Tombé sous le charme de la BD éponyme de d’Abel Lanzac et Christophe et Blain, Bertrand Tavernier signe sa première satire politique avec Quai d’Orsay, adapté du premier tome. Le jeune Arthur Vlaminck est engagé au service du ministre des Affaires étrangères Alexandre Taillard de Worms. Au contact de ce grand homme charmeur, survolté et virevoltant, il découvre, et nous avec lui, les coulisses de la diplomatie française.
Diplômé de l’ENA, Arthur, brillamment interprété par Raphaël Personnaz, doit donc écrire les discours du maître des lieux, jusqu’au plus célèbre d’entre eux, celui contre la guerre en Irak, applaudi aux Nations-Unies le 14 février 2003.
La tâche est dantesque dans la mesure où chaque mot est pesé dans des phrases remaniées à l'envi par le ministre jamais satisfait. Et où "la plume", humiliée plus souvent qu’à son tour doit on seulement remettre sans relâche son ouvrage méprisé sur le métier, mais également composer avec les susceptibilités, les hypocrisies, les coups fourrés et les ambitions de chacun, au sein d’une équipe constamment sous stress.
Cette comédie du pouvoir est emmenée tambour battant par un bluffant Thierry Lhermitte, qui ne craint ni l’outrance ni l’exubérance en enfilant le costume de l’extravagant, théâtral, séduisant et agaçant maître des lieux, inspiré par de Dominique de Villepin. Evitant de tomber dans le piège de l'imitation, mais se délectant à l’évidence de son personnage aux tics de langage, citant Héraclite et vouant une passion immodérée au Stabilo Boss jaune, il s’amuse comme un petit fou.
Le contraste est saisissant entre son énergie débordante et la placidité de Niels Arestrup, excellent dans son rôle le de directeur de cabinet à la voix douce et traînante, tentant d’apaiser les tensions avec un détachement et calme qui confinent à l’apathie.

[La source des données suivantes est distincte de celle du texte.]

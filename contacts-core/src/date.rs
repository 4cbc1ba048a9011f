//! Dates that may omit their year.
//!
//! Birthdays and anniversaries are often recorded as "July 4" with no year.
//! `PartialDate` makes that a checked branch instead of a magic zero year.

use std::fmt;

use chrono::{DateTime, Datelike, NaiveDate, NaiveDateTime, NaiveTime, TimeZone};
use serde::{Deserialize, Serialize};

use crate::age::{Age, diff_naive};
use crate::constants::{
    LEAP_YEAR, LONG_DATE_FORMAT, LONG_MONTH_DAY_FORMAT, SHORT_DATE_FORMAT, SHORT_MONTH_DAY_FORMAT,
};
use crate::error::{ContactsError, ContactsResult};

/// A calendar date with an optional year.
#[derive(Debug, Clone, Copy, PartialEq, Eq, Hash, Default, Serialize, Deserialize)]
#[serde(try_from = "StoredDate")]
pub enum PartialDate {
    /// No date recorded.
    #[default]
    Unknown,
    /// A recurring date without a year.
    MonthDay { month: u32, day: u32 },
    /// A complete date.
    Full(NaiveDate),
}

/// Serialized shape of [`PartialDate`], checked through the constructors on
/// the way in.
#[derive(Deserialize)]
enum StoredDate {
    Unknown,
    MonthDay { month: u32, day: u32 },
    Full(NaiveDate),
}

impl TryFrom<StoredDate> for PartialDate {
    type Error = ContactsError;

    fn try_from(stored: StoredDate) -> ContactsResult<Self> {
        match stored {
            StoredDate::Unknown => Ok(PartialDate::Unknown),
            StoredDate::MonthDay { month, day } => PartialDate::month_day(month, day),
            StoredDate::Full(date) => Ok(PartialDate::Full(date)),
        }
    }
}

impl PartialDate {
    /// Build a yearless date. February 29 is accepted.
    pub fn month_day(month: u32, day: u32) -> ContactsResult<Self> {
        NaiveDate::from_ymd_opt(LEAP_YEAR, month, day)
            .map(|_| PartialDate::MonthDay { month, day })
            .ok_or(ContactsError::InvalidDate { month, day })
    }

    /// Build a complete date.
    pub fn ymd(year: i32, month: u32, day: u32) -> ContactsResult<Self> {
        NaiveDate::from_ymd_opt(year, month, day)
            .map(PartialDate::Full)
            .ok_or(ContactsError::InvalidDate { month, day })
    }

    pub fn is_unknown(&self) -> bool {
        matches!(self, PartialDate::Unknown)
    }

    pub fn has_year(&self) -> bool {
        matches!(self, PartialDate::Full(_))
    }

    pub fn year(&self) -> Option<i32> {
        match self {
            PartialDate::Full(d) => Some(d.year()),
            _ => None,
        }
    }

    pub fn month(&self) -> Option<u32> {
        match self {
            PartialDate::Unknown => None,
            PartialDate::MonthDay { month, .. } => Some(*month),
            PartialDate::Full(d) => Some(d.month()),
        }
    }

    pub fn day(&self) -> Option<u32> {
        match self {
            PartialDate::Unknown => None,
            PartialDate::MonthDay { day, .. } => Some(*day),
            PartialDate::Full(d) => Some(d.day()),
        }
    }

    /// Sort key `(month, day, year)`. Unknown dates are `(0, 0, None)` and a
    /// missing year sorts before any real year.
    pub fn sort_key(&self) -> (u32, u32, Option<i32>) {
        (
            self.month().unwrap_or(0),
            self.day().unwrap_or(0),
            self.year(),
        )
    }

    /// Place the month/day of this date in `year`.
    ///
    /// February 29 in a non-leap year rolls over to March 1.
    pub fn in_year(&self, year: i32) -> Option<NaiveDate> {
        let (month, day) = (self.month()?, self.day()?);
        NaiveDate::from_ymd_opt(year, month, day).or_else(|| match (month, day) {
            (2, 29) => NaiveDate::from_ymd_opt(year, 3, 1),
            _ => None,
        })
    }

    /// Age of this date as of `reference`.
    ///
    /// Complete dates are diffed directly. Yearless dates report the time
    /// since their most recent occurrence on or before `reference`, so the
    /// result is never negative and always under a year.
    pub fn age_as_of<Tz: TimeZone>(&self, reference: &DateTime<Tz>) -> Option<Age> {
        let now = reference.naive_local();
        let event = match self {
            PartialDate::Unknown => return None,
            PartialDate::Full(d) => at_midnight(*d),
            PartialDate::MonthDay { .. } => {
                let candidate = at_midnight(self.in_year(now.year())?);
                if candidate > now {
                    at_midnight(self.in_year(now.year() - 1)?)
                } else {
                    candidate
                }
            }
        };
        Some(diff_naive(event, now))
    }

    /// First occurrence of this month/day on or after `on`. The year of a
    /// complete date is ignored.
    pub fn next_occurrence(&self, on: NaiveDate) -> Option<NaiveDate> {
        let candidate = self.in_year(on.year())?;
        if candidate < on {
            self.in_year(on.year() + 1)
        } else {
            Some(candidate)
        }
    }

    /// Time remaining from `reference` until the next occurrence.
    pub fn until_next<Tz: TimeZone>(&self, reference: &DateTime<Tz>) -> Option<Age> {
        let now = reference.naive_local();
        let next = at_midnight(self.next_occurrence(now.date())?);
        // An occurrence earlier today has already passed.
        let next = if next < now {
            at_midnight(self.in_year(next.year() + 1)?)
        } else {
            next
        };
        Some(diff_naive(now, next))
    }

    /// "Monday, January 2, 2006", or "January 2" without a year.
    pub fn long_date(&self) -> String {
        self.format(LONG_DATE_FORMAT, LONG_MONTH_DAY_FORMAT)
    }

    /// "Jan  2, 2006", or "Jan  2" without a year.
    pub fn short_date(&self) -> String {
        self.format(SHORT_DATE_FORMAT, SHORT_MONTH_DAY_FORMAT)
    }

    /// Weekday name; only complete dates have one.
    pub fn weekday_name(&self) -> String {
        match self {
            PartialDate::Full(d) => d.format("%A").to_string(),
            _ => String::new(),
        }
    }

    pub fn month_name(&self) -> String {
        self.in_year(LEAP_YEAR)
            .map(|d| d.format("%B").to_string())
            .unwrap_or_default()
    }

    fn format(&self, full: &str, month_day: &str) -> String {
        match self {
            PartialDate::Unknown => String::new(),
            PartialDate::Full(d) => d.format(full).to_string(),
            PartialDate::MonthDay { .. } => self
                .in_year(LEAP_YEAR)
                .map(|d| d.format(month_day).to_string())
                .unwrap_or_default(),
        }
    }
}

impl From<NaiveDate> for PartialDate {
    fn from(date: NaiveDate) -> Self {
        PartialDate::Full(date)
    }
}

impl fmt::Display for PartialDate {
    fn fmt(&self, f: &mut fmt::Formatter<'_>) -> fmt::Result {
        f.write_str(&self.long_date())
    }
}

/// Number of days in `month` of `year`.
pub fn days_in_month(year: i32, month: u32) -> u32 {
    let (next_year, next_month) = if month == 12 {
        (year + 1, 1)
    } else {
        (year, month + 1)
    };
    NaiveDate::from_ymd_opt(next_year, next_month, 1)
        .and_then(|first| first.pred_opt())
        .map(|last| last.day())
        .unwrap_or(31)
}

fn at_midnight(date: NaiveDate) -> NaiveDateTime {
    date.and_time(NaiveTime::MIN)
}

Un film intelligent, tourbillonnant, bien maîtrisé, en dépit de son côté un peu caricatural. On regrette par ailleurs quelques scènes débordant du cadre en nous emmenant dans l’intimité de la "plume". Alourdissant l’intrigue, elles parasitent inutilement un univers dingue, dont les protagonistes dévoués corps et âme à leur fonction vingt-quatre heures sur vingt-quatre, sont censés n’avoir aucune vie privée. (Photo: Bertrand Tavernier au centre entre Thierry Lhermitte et Raphaël Personnaz).
Film à l’affiche dans les salles romands dès mercredi 6 novembre.